The terms of the NPVIC would have treated the electors pledged by direct election of the people under a winner-take-all election in Colorado different from a vote for a Presidential elector for Al Gore in Connecticut under the same circumstances. The NPVIC would have nullified the votes of the winner, Bush in Colorado, because the compact conditions the determination of which slate of electors to certify based solely upon the vote tally within another state.
Similarly, a compacting state in which any third-party candidate earns the plurality of votes through a direct election by the people, as occurred in 1968, would engage in invidious discrimination. The compacting state would be bound to send its slate of electors in support of the candidate who received the most votes nationwide rather than the one for whom, under a winner-take-all system, should represent its interests in the Electoral College.

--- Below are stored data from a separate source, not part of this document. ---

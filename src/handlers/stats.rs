//! System statistics handler. Admin only, cache-first.

use std::sync::Arc;

use axum::extract::State;
use axum::response::{IntoResponse, Response};
use axum::{Extension, Json};
use chrono::Utc;

use crate::auth::AuthContext;
use crate::errors::ApiError;
use crate::AppState;

/// `GET /api/stats` -- totals plus per-owner storage.
pub async fn get_stats(
    State(state): State<Arc<AppState>>,
    Extension(auth): Extension<AuthContext>,
) -> Result<Response, ApiError> {
    if !auth.is_admin() {
        return Err(ApiError::forbidden("stats are admin-only"));
    }

    if let Some(stats) = state.cache.get_stats() {
        return Ok(Json(stats).into_response());
    }

    let totals = state.metadata.stats_totals().await?;
    let by_owner = state.metadata.storage_by_owner(Utc::now()).await?;

    let mut stats = serde_json::to_value(totals).map_err(anyhow::Error::from)?;
    stats["storage_by_owner"] =
        serde_json::to_value(by_owner).map_err(anyhow::Error::from)?;

    state.cache.put_stats(stats.clone());
    Ok(Json(stats).into_response())
}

Solution: Constitutional Amendment
NPVIC proponents proffer the intent of the compact is to “…reach true democracy in our presidential elections not by eliminating the Electoral College, but reforming our use of it.” In actuality, the NPVIC would intentionally disregard all votes legally cast for all but one candidate by nationalizing the body in the U.S. Constitution -- the Electoral College -- specifically designed to represent the states in the election of the President.

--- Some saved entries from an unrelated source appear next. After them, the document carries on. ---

// -- Tests --------------------------------------------------------------------

#[cfg(test)]
mod tests {
    use super::*;
    use crate::metadata::store::{BucketSort, FileSort, SortOrder};
    use chrono::Duration;

    fn store() -> SqliteMetadataStore {
        SqliteMetadataStore::new(":memory:").expect("failed to open in-memory store")
    }

    fn bucket(id: &str, owner: &str, expires_at: Option<DateTime<Utc>>) -> BucketRecord {
        BucketRecord {
            id: id.to_string(),
            name: format!("{id}-name"),
            description: None,
            owner: owner.to_string(),
            owner_key_prefix: None,
            created_at: Utc::now(),
            expires_at,
            last_used_at: None,
            file_count: 0,
            total_size: 0,
            download_count: 0,
        }
    }

    fn file(bucket_id: &str, path: &str, size: i64) -> FileRecord {
        FileRecord {
            bucket_id: bucket_id.to_string(),
            path: path.to_string(),
            name: path.rsplit('/').next().unwrap_or(path).to_string(),
            size,
            mime_type: "text/plain".to_string(),
            short_code: None,
            created_at: Utc::now(),
            updated_at: Utc::now(),
        }
    }

    #[tokio::test]
    async fn test_schema_bootstrap_is_idempotent() {
        let s = store();
        s.init_db().unwrap();
        s.init_db().unwrap();
    }

    #[tokio::test]
    async fn test_bucket_roundtrip() {
        let s = store();
        s.create_bucket(bucket("abc123defg", "alice", None))
            .await
            .unwrap();

        let fetched = s.get_bucket("abc123defg").await.unwrap().unwrap();
        assert_eq!(fetched.name, "abc123defg-name");
        assert_eq!(fetched.owner, "alice");
        assert!(s.bucket_id_exists("abc123defg").await.unwrap());
        assert!(!s.bucket_id_exists("missing000").await.unwrap());
    }

    #[tokio::test]
    async fn test_list_buckets_owner_filter() {
        let s = store();
        s.create_bucket(bucket("bucketaaaa", "alice", None)).await.unwrap();
        s.create_bucket(bucket("bucketbbbb", "bob", None)).await.unwrap();

        let (rows, total) = s
            .list_buckets(BucketListQuery {
                owner: Some("alice".to_string()),
                limit: 50,
                ..Default::default()
            })
            .await
            .unwrap();
        assert_eq!(total, 1);
        assert_eq!(rows.len(), 1);
        assert_eq!(rows[0].owner, "alice");
    }

    #[tokio::test]
    async fn test_list_buckets_excludes_expired() {
        let s = store();
        let past = Utc::now() - Duration::hours(1);
        s.create_bucket(bucket("liveliveli", "alice", None)).await.unwrap();
        s.create_bucket(bucket("deaddeadde", "alice", Some(past)))
            .await
            .unwrap();

        let (rows, total) = s
            .list_buckets(BucketListQuery {
                limit: 50,
                ..Default::default()
            })
            .await
            .unwrap();
        assert_eq!(total, 1);
        assert_eq!(rows[0].id, "liveliveli");

        let (rows, _) = s
            .list_buckets(BucketListQuery {
                include_expired: true,
                limit: 50,
                ..Default::default()
            })
            .await
            .unwrap();
        assert_eq!(rows.len(), 2);
    }

    #[tokio::test]
    async fn test_list_buckets_sorting() {
        let s = store();
        s.create_bucket(bucket("zebrabkt00", "alice", None)).await.unwrap();
        s.create_bucket(bucket("alphabkt00", "alice", None)).await.unwrap();

        let (rows, _) = s
            .list_buckets(BucketListQuery {
                sort: BucketSort::Name,
                order: SortOrder::Asc,
                limit: 10,
                ..Default::default()
            })
            .await
            .unwrap();
        assert_eq!(rows[0].id, "alphabkt00");
        assert_eq!(rows[1].id, "zebrabkt00");
    }

    #[tokio::test]
    async fn test_list_files_sorting_and_paging() {
        let s = store();
        s.create_bucket(bucket("sortedbkt0", "alice", None)).await.unwrap();
        s.insert_file(file("sortedbkt0", "b.txt", 5)).await.unwrap();
        s.insert_file(file("sortedbkt0", "a.txt", 20)).await.unwrap();
        s.insert_file(file("sortedbkt0", "c.txt", 10)).await.unwrap();

        let (by_size, total) = s
            .list_files(
                "sortedbkt0",
                FileListQuery {
                    sort: FileSort::Size,
                    order: SortOrder::Desc,
                    limit: 2,
                    offset: 0,
                },
            )
            .await
            .unwrap();
        assert_eq!(total, 3);
        let paths: Vec<&str> = by_size.iter().map(|f| f.path.as_str()).collect();
        assert_eq!(paths, vec!["a.txt", "c.txt"]);

        let (by_path, _) = s
            .list_files(
                "sortedbkt0",
                FileListQuery {
                    sort: FileSort::Path,
                    order: SortOrder::Asc,
                    limit: 10,
                    offset: 1,
                },
            )
            .await
            .unwrap();
        assert_eq!(by_path[0].path, "b.txt");
    }

    #[tokio::test]
    async fn test_update_bucket_patch_semantics() {
        let s = store();
        s.create_bucket(bucket("patchmeple", "alice", None)).await.unwrap();

        let updated = s
            .update_bucket(
                "patchmeple",
                BucketPatch {
                    name: Some("renamed".to_string()),
                    ..Default::default()
                },
            )
            .await
            .unwrap();
        assert!(updated);

        let fetched = s.get_bucket("patchmeple").await.unwrap().unwrap();
        assert_eq!(fetched.name, "renamed");
        assert_eq!(fetched.description, None);

        assert!(!s
            .update_bucket("nosuchbckt", BucketPatch::default())
            .await
            .unwrap());
    }

    #[tokio::test]
    async fn test_file_delete_adjusts_counters() {
        let s = store();
        s.create_bucket(bucket("counterbkt", "alice", None)).await.unwrap();
        s.insert_file(file("counterbkt", "a.txt", 10)).await.unwrap();
        s.apply_file_delta("counterbkt", 1, 10).await.unwrap();

        let b = s.get_bucket("counterbkt").await.unwrap().unwrap();
        assert_eq!(b.file_count, 1);
        assert_eq!(b.total_size, 10);

        let deleted = s.delete_file("counterbkt", "a.txt").await.unwrap().unwrap();
        assert_eq!(deleted.size, 10);

        let b = s.get_bucket("counterbkt").await.unwrap().unwrap();
        assert_eq!(b.file_count, 0);
        assert_eq!(b.total_size, 0);

        // Deleting again is a no-op returning None.
        assert!(s.delete_file("counterbkt", "a.txt").await.unwrap().is_none());
    }

    #[tokio::test]
    async fn test_update_file_size_propagates_to_bucket() {
        let s = store();
        s.create_bucket(bucket("resizebkt0", "alice", None)).await.unwrap();
        s.insert_file(file("resizebkt0", "f.bin", 100)).await.unwrap();
        s.apply_file_delta("resizebkt0", 1, 100).await.unwrap();

        let old = s
            .update_file_size("resizebkt0", "f.bin", 250, Utc::now())
            .await
            .unwrap();
        assert_eq!(old, Some(100));

        let b = s.get_bucket("resizebkt0").await.unwrap().unwrap();
        assert_eq!(b.total_size, 250);
        assert_eq!(b.file_count, 1);

        let f = s.get_file("resizebkt0", "f.bin").await.unwrap().unwrap();
        assert_eq!(f.size, 250);
    }

    #[tokio::test]
    async fn test_short_url_conflict_detection() {
        let s = store();
        let record = ShortUrlRecord {
            code: "abc123".to_string(),
            bucket_id: "bucketaaaa".to_string(),
            file_path: "a.txt".to_string(),
            created_at: Utc::now(),
        };
        assert!(s.insert_short_url(record.clone()).await.unwrap());
        // Same code again is reported as a conflict, not an error.
        assert!(!s.insert_short_url(record).await.unwrap());
    }

    #[tokio::test]
    async fn test_upload_token_usage_increment() {
        let s = store();
        let token = UploadTokenRecord {
            token: "cfu_testtoken".to_string(),
            bucket_id: "bucketaaaa".to_string(),
            created_at: Utc::now(),
            expires_at: Utc::now() + Duration::days(1),
            max_uploads: Some(2),
            uploads_used: 0,
        };
        s.insert_upload_token(token).await.unwrap();

        s.increment_token_usage("cfu_testtoken", 1).await.unwrap();
        s.increment_token_usage("cfu_testtoken", 1).await.unwrap();

        let fetched = s.get_upload_token("cfu_testtoken").await.unwrap().unwrap();
        assert_eq!(fetched.uploads_used, 2);
        assert!(!fetched.is_valid(Utc::now()));
    }

    #[tokio::test]
    async fn test_list_expired() {
        let s = store();
        let past = Utc::now() - Duration::minutes(5);
        let future = Utc::now() + Duration::minutes(5);
        s.create_bucket(bucket("expiredbkt", "alice", Some(past))).await.unwrap();
        s.create_bucket(bucket("futurebkt0", "alice", Some(future))).await.unwrap();
        s.create_bucket(bucket("foreverbkt", "alice", None)).await.unwrap();

        let expired = s.list_expired(Utc::now()).await.unwrap();
        assert_eq!(expired.len(), 1);
        assert_eq!(expired[0].id, "expiredbkt");
    }

    #[tokio::test]
    async fn test_stats_totals_and_owner_grouping() {
        let s = store();
        s.create_bucket(bucket("statsbkt01", "alice", None)).await.unwrap();
        s.create_bucket(bucket("statsbkt02", "bob", None)).await.unwrap();
        s.apply_file_delta("statsbkt01", 2, 300).await.unwrap();
        s.insert_file(file("statsbkt01", "x.txt", 100)).await.unwrap();
        s.insert_file(file("statsbkt01", "y.txt", 200)).await.unwrap();

        let totals = s.stats_totals().await.unwrap();
        assert_eq!(totals.total_buckets, 2);
        assert_eq!(totals.total_files, 2);
        assert_eq!(totals.total_size, 300);

        let owners = s.storage_by_owner(Utc::now()).await.unwrap();
        assert_eq!(owners.len(), 2);
        assert_eq!(owners[0].owner, "alice");
        assert_eq!(owners[0].total_size, 300);
    }

    #[tokio::test]
    async fn test_key_usage_aggregates_owned_buckets() {
        let s = store();
        let mut b = bucket("keyedbkt01", "alice", None);
        b.owner_key_prefix = Some("cf4_0011aabb".to_string());
        s.create_bucket(b).await.unwrap();
        s.apply_file_delta("keyedbkt01", 3, 512).await.unwrap();

        let usage = s.key_usage("cf4_0011aabb").await.unwrap();
        assert_eq!(usage.bucket_count, 1);
        assert_eq!(usage.file_count, 3);
        assert_eq!(usage.total_size, 512);
    }
}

The proper remedy, a constitutional amendment to eliminate the Electoral College, would acknowledge the U.S. Constitution as the supreme law of the land. A compact among states raises legal questions to circumvent the amendment process raises questions of law and political motivation.
Furthermore, a successful amendment process would remain federal in character by representing states, account for regional differences, and reflect a national consensus. Supporters have either knowingly masked their political objectives in legal arguments or truly cannot distinguish between them. They should heed the instructions provided in Williams v. Virginia State Board of Elections:
…we are of the opinion that a compulsory compliance with their demand or any other proposed limitation on the selection by the State of its presidential electors would require a Constitutional amendment.